- Auteur : Samuel Zaoui
Bepolar : Comment est née ce roman ? Qu’aviez-vous envie de raconter comme histoire ?
Samuel Zaoui : Le roman germe depuis longtemps, depuis que j’ai commencé de prendre conscience de la systématique de la violence masculine, jusque dans les/mes gestes les plus anodins du quotidien. J’ai commencé à travailler ce récit en 2016 et puis la survenue de « Me Too » a interrompu mon travail. L’évènement me semblait si important.
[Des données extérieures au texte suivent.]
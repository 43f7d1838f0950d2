use thiserror::Error;

/// Errors raised by the statistics pipeline.
///
/// Arithmetic that cannot produce a finite result is not an error: those
/// fields are `Option`s on the result rows. Unknown counter names are not an
/// error either; they land in the residual bucket.
#[derive(Debug, Clone, PartialEq, Error)]
pub enum StatsError {
    #[error("invalid experience value {0}: must be finite and non-negative")]
    InvalidExperience(f64),

    #[error("level {0} is outside 1..=120")]
    InvalidLevel(u32),

    #[error("counter `{name}` has non-finite value {value}")]
    InvalidCounter { name: String, value: f64 },

    #[error("counter `{0}` appears more than once")]
    DuplicateCounter(String),

    #[error("page size must be at least 1")]
    InvalidPageSize,

    #[error("underpriced threshold {0} must be within (0, 1]")]
    InvalidThreshold(f64),

    #[error("item catalog could not be loaded: {0}")]
    Catalog(String),
}

impl StatsError {
    /// Whether the error was caused by caller-supplied input.
    pub fn is_invalid_input(&self) -> bool {
        !matches!(self, Self::Catalog(_))
    }
}
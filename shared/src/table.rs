use std::cmp::Ordering;
use std::fmt;

use serde::{Deserialize, Serialize};

use crate::error::StatsError;

pub const DEFAULT_PAGE_SIZE: usize = 20;

#[derive(Debug, Clone, Copy, PartialEq, Eq, Default, Serialize, Deserialize)]
#[serde(rename_all = "lowercase")]
pub enum SortDirection {
    Ascending,
    Descending,
    /// Input order.
    #[default]
    None,
}

impl SortDirection {
    /// Header-click cycle: ascending, descending, back to input order.
    pub fn next(self) -> Self {
        match self {
            SortDirection::None => SortDirection::Ascending,
            SortDirection::Ascending => SortDirection::Descending,
            SortDirection::Descending => SortDirection::None,
        }
    }
}

/// A cell value as seen by the default comparator.
#[derive(Debug, Clone, PartialEq)]
pub enum SortValue {
    Text(String),
    Number(f64),
    Flag(bool),
}

impl SortValue {
    fn kind_rank(&self) -> u8 {
        match self {
            SortValue::Number(_) => 0,
            SortValue::Text(_) => 1,
            SortValue::Flag(_) => 2,
        }
    }

    /// Total order over cells: numbers, then text, then flags.
    ///
    /// Within a kind, numbers compare numerically with NaN after every other
    /// number, text uses [`locale_cmp`], and flags all tie, so they keep input
    /// order under a stable sort.
    pub fn compare(&self, other: &SortValue) -> Ordering {
        match (self, other) {
            (SortValue::Text(a), SortValue::Text(b)) => locale_cmp(a, b),
            (SortValue::Number(a), SortValue::Number(b)) => match (a.is_nan(), b.is_nan()) {
                (false, false) => a.partial_cmp(b).unwrap_or(Ordering::Equal),
                (true, true) => Ordering::Equal,
                (true, false) => Ordering::Greater,
                (false, true) => Ordering::Less,
            },
            (SortValue::Flag(_), SortValue::Flag(_)) => Ordering::Equal,
            _ => self.kind_rank().cmp(&other.kind_rank()),
        }
    }
}

impl From<&str> for SortValue {
    fn from(value: &str) -> Self {
        SortValue::Text(value.to_string())
    }
}

impl From<String> for SortValue {
    fn from(value: String) -> Self {
        SortValue::Text(value)
    }
}

impl From<f64> for SortValue {
    fn from(value: f64) -> Self {
        SortValue::Number(value)
    }
}

impl From<u32> for SortValue {
    fn from(value: u32) -> Self {
        SortValue::Number(f64::from(value))
    }
}

impl From<i64> for SortValue {
    fn from(value: i64) -> Self {
        SortValue::Number(value as f64)
    }
}

impl From<bool> for SortValue {
    fn from(value: bool) -> Self {
        SortValue::Flag(value)
    }
}

/// Case-insensitive ordering with lowercase ahead of uppercase on ties.
pub fn locale_cmp(a: &str, b: &str) -> Ordering {
    let folded = a
        .chars()
        .flat_map(char::to_lowercase)
        .cmp(b.chars().flat_map(char::to_lowercase));
    folded.then_with(|| b.cmp(a))
}

fn compare_cells(a: Option<&SortValue>, b: Option<&SortValue>, direction: SortDirection) -> Ordering {
    match (a, b) {
        (None, None) => Ordering::Equal,
        // Missing values trail in both directions.
        (None, Some(_)) => Ordering::Greater,
        (Some(_), None) => Ordering::Less,
        (Some(a), Some(b)) => {
            let ordering = a.compare(b);
            if direction == SortDirection::Descending {
                ordering.reverse()
            } else {
                ordering
            }
        }
    }
}

type FieldSelector<T> = Box<dyn Fn(&T) -> String + Send + Sync>;
type SortSelector<T> = Box<dyn Fn(&T) -> Option<SortValue> + Send + Sync>;
type RowPredicate<T> = Box<dyn Fn(&T) -> bool + Send + Sync>;
type RowComparator<T, K> = Box<dyn Fn(&T, &T, &K, SortDirection) -> Ordering + Send + Sync>;

#[derive(Debug, Clone, PartialEq, Serialize)]
pub struct TableQueryState<K> {
    pub query: String,
    pub sort_key: Option<K>,
    pub direction: SortDirection,
    pub page: usize,
}

impl<K> Default for TableQueryState<K> {
    fn default() -> Self {
        Self {
            query: String::new(),
            sort_key: None,
            direction: SortDirection::None,
            page: 1,
        }
    }
}

/// One rendered page of a table.
#[derive(Debug, Clone, PartialEq, Serialize)]
pub struct TablePage<'a, T> {
    pub items: Vec<&'a T>,
    pub page: usize,
    pub page_size: usize,
    pub total_items: usize,
    pub total_pages: usize,
}

/// Search, filter, sort and paginate over a fixed record sequence.
///
/// Every state change re-runs the whole pipeline from the original records,
/// which are never reordered or mutated. Fields are read through selector
/// closures registered with [`searchable`](Self::searchable) and
/// [`sortable`](Self::sortable).
pub struct TableEngine<T, K = &'static str> {
    records: Vec<T>,
    search_fields: Vec<FieldSelector<T>>,
    sort_fields: Vec<(K, SortSelector<T>)>,
    comparator: Option<RowComparator<T, K>>,
    filter: Option<RowPredicate<T>>,
    page_size: usize,
    state: TableQueryState<K>,
    /// Indices into `records` after filter and sort.
    visible: Vec<usize>,
}

impl<T, K: PartialEq> TableEngine<T, K> {
    pub fn new(records: Vec<T>) -> Self {
        let visible = (0..records.len()).collect();
        Self {
            records,
            search_fields: Vec::new(),
            sort_fields: Vec::new(),
            comparator: None,
            filter: None,
            page_size: DEFAULT_PAGE_SIZE,
            state: TableQueryState::default(),
            visible,
        }
    }

    pub fn with_page_size(mut self, page_size: usize) -> Result<Self, StatsError> {
        self.set_page_size(page_size)?;
        Ok(self)
    }

    pub fn searchable(mut self, field: impl Fn(&T) -> String + Send + Sync + 'static) -> Self {
        self.search_fields.push(Box::new(field));
        self.refresh();
        self
    }

    pub fn sortable(
        mut self,
        key: K,
        field: impl Fn(&T) -> Option<SortValue> + Send + Sync + 'static,
    ) -> Self {
        self.sort_fields.push((key, Box::new(field)));
        self.refresh();
        self
    }

    /// Replace the default comparator entirely. The closure receives the
    /// active key and direction and is responsible for both.
    pub fn with_comparator(
        mut self,
        comparator: impl Fn(&T, &T, &K, SortDirection) -> Ordering + Send + Sync + 'static,
    ) -> Self {
        self.comparator = Some(Box::new(comparator));
        self.refresh();
        self
    }

    pub fn with_filter(mut self, predicate: impl Fn(&T) -> bool + Send + Sync + 'static) -> Self {
        self.set_filter(predicate);
        self
    }

    /// Update the search text. Always returns to the first page.
    pub fn set_query(&mut self, query: &str) {
        self.state.query = query.trim().to_string();
        self.state.page = 1;
        self.refresh();
    }

    pub fn set_sort(&mut self, key: K, direction: SortDirection) {
        self.state.sort_key = Some(key);
        self.state.direction = direction;
        self.refresh();
    }

    /// Cycle the direction for `key`; switching to a new key starts ascending.
    pub fn toggle_sort(&mut self, key: K) {
        let direction = if self.state.sort_key.as_ref() == Some(&key) {
            self.state.direction.next()
        } else {
            SortDirection::Ascending
        };
        self.set_sort(key, direction);
    }

    pub fn clear_sort(&mut self) {
        self.state.sort_key = None;
        self.state.direction = SortDirection::None;
        self.refresh();
    }

    /// Requested pages outside `1..=total_pages` are clamped.
    pub fn set_page(&mut self, page: usize) {
        self.state.page = page.clamp(1, self.total_pages());
    }

    pub fn set_page_size(&mut self, page_size: usize) -> Result<(), StatsError> {
        if page_size == 0 {
            return Err(StatsError::InvalidPageSize);
        }
        self.page_size = page_size;
        self.refresh();
        Ok(())
    }

    pub fn set_filter(&mut self, predicate: impl Fn(&T) -> bool + Send + Sync + 'static) {
        self.filter = Some(Box::new(predicate));
        self.refresh();
    }

    pub fn clear_filter(&mut self) {
        self.filter = None;
        self.refresh();
    }

    /// Swap in a fresh record set, keeping query, sort and (clamped) page.
    pub fn set_records(&mut self, records: Vec<T>) {
        self.records = records;
        self.refresh();
    }

    pub fn records(&self) -> &[T] {
        &self.records
    }

    pub fn state(&self) -> &TableQueryState<K> {
        &self.state
    }

    pub fn page(&self) -> usize {
        self.state.page
    }

    pub fn page_size(&self) -> usize {
        self.page_size
    }

    /// Matching records before pagination.
    pub fn total_items(&self) -> usize {
        self.visible.len()
    }

    pub fn total_pages(&self) -> usize {
        self.visible.len().div_ceil(self.page_size).max(1)
    }

    /// Every matching record in display order, across all pages.
    pub fn filtered_items(&self) -> Vec<&T> {
        self.visible.iter().map(|&i| &self.records[i]).collect()
    }

    pub fn page_items(&self) -> Vec<&T> {
        let start = (self.state.page - 1) * self.page_size;
        self.visible
            .iter()
            .skip(start)
            .take(self.page_size)
            .map(|&i| &self.records[i])
            .collect()
    }

    /// 1-based positions of the first and last record on the current page.
    pub fn item_range(&self) -> Option<(usize, usize)> {
        if self.visible.is_empty() {
            return None;
        }
        let first = (self.state.page - 1) * self.page_size + 1;
        let last = (first + self.page_size - 1).min(self.visible.len());
        Some((first, last))
    }

    pub fn view(&self) -> TablePage<'_, T> {
        TablePage {
            items: self.page_items(),
            page: self.state.page,
            page_size: self.page_size,
            total_items: self.total_items(),
            total_pages: self.total_pages(),
        }
    }

    fn refresh(&mut self) {
        let needle = self.state.query.to_lowercase();
        let mut visible: Vec<usize> = self
            .records
            .iter()
            .enumerate()
            .filter(|&(_, record)| {
                needle.is_empty()
                    || self
                        .search_fields
                        .iter()
                        .any(|field| field(record).to_lowercase().contains(&needle))
            })
            .filter(|&(_, record)| self.filter.as_ref().is_none_or(|keep| keep(record)))
            .map(|(i, _)| i)
            .collect();

        if let Some(key) = self.state.sort_key.as_ref()
            && self.state.direction != SortDirection::None
        {
            let direction = self.state.direction;
            if let Some(comparator) = self.comparator.as_ref() {
                visible.sort_by(|&a, &b| comparator(&self.records[a], &self.records[b], key, direction));
            } else if let Some((_, selector)) = self.sort_fields.iter().find(|(k, _)| k == key) {
                let mut keyed: Vec<(usize, Option<SortValue>)> = visible
                    .iter()
                    .map(|&i| (i, selector(&self.records[i])))
                    .collect();
                keyed.sort_by(|(_, a), (_, b)| compare_cells(a.as_ref(), b.as_ref(), direction));
                visible = keyed.into_iter().map(|(i, _)| i).collect();
            }
        }

        self.visible = visible;
        self.state.page = self.state.page.clamp(1, self.total_pages());
    }
}

impl<T, K: fmt::Debug> fmt::Debug for TableEngine<T, K> {
    fn fmt(&self, f: &mut fmt::Formatter<'_>) -> fmt::Result {
        f.debug_struct("TableEngine")
            .field("records", &self.records.len())
            .field("visible", &self.visible.len())
            .field("page_size", &self.page_size)
            .field("state", &self.state)
            .finish_non_exhaustive()
    }
}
Il me paraissait pouvoir faire mieux que quiconque le travail de dévoilement de cette systématique, ce que certaines féministes appellent la « culture du viol ». J’adhère totalement à cette thèse.
Et puis « me too » n’a pas éteint ni la violence ni l’impunité ; certaines des « témoines » (c’est un néologisme employé par mon héroïne) se sont même vues attaquées en justice. J’ai donc repris l’écriture avec cette volonté de "chroniquer" non seulement la domination mais aussi la résistance de nos systèmes patriarcaux aux avancées féministes.
Bepolar : On y suit Souhad, une jeune femme qui entame un drôle de voyage. Qui est-elle au début de roman ?
Samuel Zaoui : L’héroïne s’appelle Soudka ! (Souad, c’est l’héroïne de mon premier roman) elle s’appelle Soudka mais aussi Giselle, Tokiko et GHG 7.2.0) Son identité n’a pas beaucoup d’importance, ce n’est qu’une ligne de code. Surtout au début, car elle n’est personne. C’est une des hypothèse du roman. Nous ne sommes rien sans histoire ni mémoire. Son voyage est avant tout un voyage vers son existence, autonome ; vers son humanité. Mais le voyage est aussi une fuite, une double fuite : parce qu’elle est recherchée et parce qu’elle doit se défaire de son statut d’objet.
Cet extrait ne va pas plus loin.